Computational Modelling Group

Pushing the Envelope of Planetary Formation and Evolution Simulations

Started
1st September 2016
Research Team
Peter Bartram

A full understanding of the formation and the early evolution of the Solar System and extrasolar planetary systems ranks among natural science's grand challenges, and at present, even the dominant processes responsible for generating the observed planetary architecture remain elusive. For the last three decades, a wealth of new observations has led to renewed interest in the problem, as a dramatically increasing number of exoplanets have been identified by the COROT and KEPLER space missions.

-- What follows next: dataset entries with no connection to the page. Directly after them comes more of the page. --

//! Heap modes and the comparison strategy they resolve to.
//!
//! ## Purpose
//!
//! This module defines [`HeapMode`] and turns it into a single comparison
//! function, [`Precedes`], that every restoration step calls. The mode is
//! consulted once, when a heap is created; sift operations never branch on
//! it again.
//!
//! ## Key concepts
//!
//! * **Precedes**: `precedes(a, b)` is true when `a` must sit strictly above `b`.
//!   For `Min` this is `a < b`, for `Max` it is `a > b`.
//! * **Equal values** never precede each other, so ties never trigger a swap.
//!
//! ## Invariants
//!
//! * `precedes(a, a)` is false for every comparable `a`.
//! * For a fixed mode the strategy never changes over the life of a heap.

// External dependencies
use core::fmt::{Display, Formatter, Result};

/// Comparison strategy: `true` when the first value must sit above the second.
pub type Precedes<T> = fn(&T, &T) -> bool;

// ============================================================================
// Heap Mode
// ============================================================================

/// Ordering direction of a heap, fixed at construction.
#[derive(Debug, Clone, Copy, PartialEq, Eq, Hash, Default)]
pub enum HeapMode {
    /// Smallest value at the root.
    #[default]
    Min,

    /// Largest value at the root.
    Max,
}

impl HeapMode {
    /// Resolve the mode into its comparison strategy.
    #[inline]
    pub fn comparator<T: PartialOrd>(self) -> Precedes<T> {
        match self {
            Self::Min => less::<T>,
            Self::Max => greater::<T>,
        }
    }

    /// Human-readable name of the mode.
    pub fn name(&self) -> &'static str {
        match self {
            Self::Min => "min",
            Self::Max => "max",
        }
    }
}

impl Display for HeapMode {
    fn fmt(&self, f: &mut Formatter<'_>) -> Result {
        write!(f, "{}-heap", self.name())
    }
}

#[inline]
fn less<T: PartialOrd>(a: &T, b: &T) -> bool {
    a < b
}

#[inline]
fn greater<T: PartialOrd>(a: &T, b: &T) -> bool {
    a > b
}
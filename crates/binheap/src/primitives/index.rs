//! Position arithmetic for the implicit binary tree.
//!
//! Positions are 1-based: position 0 is the reserved sentinel and never
//! holds a value. With that convention the parent of `i` is `i / 2` and its
//! children are `2i` and `2i + 1`, with no offset corrections.

/// Reserved, never-occupied position.
pub const SENTINEL: usize = 0;

/// Position of the root.
pub const ROOT: usize = 1;

// Parent of a non-root position.
#[inline]
pub fn parent(pos: usize) -> usize {
    debug_assert!(pos > ROOT, "parent: the root has no parent");
    pos / 2
}

// Left child position. May lie beyond the occupied range.
#[inline]
pub fn left(pos: usize) -> usize {
    pos * 2
}

// Right child position. May lie beyond the occupied range.
#[inline]
pub fn right(pos: usize) -> usize {
    pos * 2 + 1
}

// Last position with at least one child in a tree of `len` positions.
#[inline]
pub fn last_parent(len: usize) -> usize {
    len / 2
}

// Depth of a position, the root being at depth 0.
#[inline]
pub fn depth(pos: usize) -> usize {
    debug_assert!(pos >= ROOT, "depth: the sentinel has no depth");
    (usize::BITS - 1 - pos.leading_zeros()) as usize
}

// Whether `pos` addresses an occupied slot in a tree of `len` positions.
#[inline]
pub fn is_occupied(pos: usize, len: usize) -> bool {
    pos >= ROOT && pos <= len
}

As more reliable and complete datasets become available, more refined and sophisticated models can be proposed and compared upon observations, thus making our comprehension of planetary formation processes more insightful. These advances have been accompanied by an increase in computational power, allowing models to include richer physical descriptions, reproduce more complex dynamical features and exceed prior computational limitations. As a consequence, many theories could be recently revisited and superseded by new, more sophisticated models.

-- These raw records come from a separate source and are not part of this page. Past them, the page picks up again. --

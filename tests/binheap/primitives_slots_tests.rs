#![cfg(feature = "dev")]
//! Tests for position-addressed slot storage.
//!
//! These tests verify that `Slots` behaves as a 1-indexed array:
//! - Positions returned on push
//! - Sentinel and out-of-range reads
//! - Fill-from-last removal and swaps
//!
//! ## Test Organization
//!
//! 1. **Addressing** - Push, get, index
//! 2. **Mutation** - Swap, take_and_fill, clear
//! 3. **Conversion** - From and into vectors

use binheap::internals::primitives::slots::Slots;

// ============================================================================
// Addressing Tests
// ============================================================================

/// Test that push returns the newly occupied position.
#[test]
fn test_push_returns_position() {
    let mut slots = Slots::new();

    assert_eq!(slots.push(10), 1);
    assert_eq!(slots.push(20), 2);
    assert_eq!(slots.push(30), 3);
    assert_eq!(slots.len(), 3);
}

/// Test reads at the sentinel and beyond the last position.
#[test]
fn test_get_bounds() {
    let slots = Slots::from(vec![10, 20]);

    assert_eq!(slots.get(0), None, "Sentinel holds no value");
    assert_eq!(slots.get(1), Some(&10));
    assert_eq!(slots.get(2), Some(&20));
    assert_eq!(slots.get(3), None);
}

/// Test 1-based indexing.
#[test]
fn test_index_is_one_based() {
    let mut slots = Slots::from(vec!['a', 'b', 'c']);

    assert_eq!(slots[1], 'a');
    assert_eq!(slots[3], 'c');

    slots[2] = 'z';
    assert_eq!(slots.as_slice(), &['a', 'z', 'c']);
}

// ============================================================================
// Mutation Tests
// ============================================================================

/// Test swapping two positions.
#[test]
fn test_swap() {
    let mut slots = Slots::from(vec![1, 2, 3]);
    slots.swap(1, 3);

    assert_eq!(slots.as_slice(), &[3, 2, 1]);
}

/// Test removal that fills the hole with the last value.
#[test]
fn test_take_and_fill() {
    let mut slots = Slots::from(vec![1, 2, 3, 4]);

    assert_eq!(slots.take_and_fill(2), 2);
    assert_eq!(slots.as_slice(), &[1, 4, 3]);

    // Taking the last position just detaches it
    assert_eq!(slots.take_and_fill(3), 3);
    assert_eq!(slots.as_slice(), &[1, 4]);
}

/// Test clear.
#[test]
fn test_clear() {
    let mut slots = Slots::from(vec![1, 2]);

    slots.clear();
    assert!(slots.is_empty());
    assert_eq!(slots.get(1), None);
}

/// Test that capacity is reserved up front.
#[test]
fn test_with_capacity() {
    let slots: Slots<u8> = Slots::with_capacity(16);

    assert!(slots.is_empty());
    assert!(slots.capacity() >= 16);
}

// ============================================================================
// Conversion Tests
// ============================================================================

/// Test that values keep their order through conversion.
#[test]
fn test_vec_roundtrip() {
    let mut slots = Slots::from(vec![5, 6]);
    slots.extend([7, 8]);

    assert_eq!(slots.as_slice(), &[5, 6, 7, 8]);
    assert_eq!(slots.into_vec(), vec![5, 6, 7, 8]);
}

In traditional N-body simulations, the evaluation of the force over all pairs of particles scales as N squared, thus limiting these schemes to relatively modest particle numbers. As a consequence, trade-offs of accuracy for speed become necessary for increasing values of N, typically involving the use of tree codes, grid methods with pre-computed potentials, or similar approaches. Planetary formation is a very particular instance of N-body simulations, where particular dynamical features and constraints can be properly exploited to develop specifically tailored techniques that overcome the aforementioned limitations. On top of that, efficient N-body orbital propagation and close encounters need to be properly addressed.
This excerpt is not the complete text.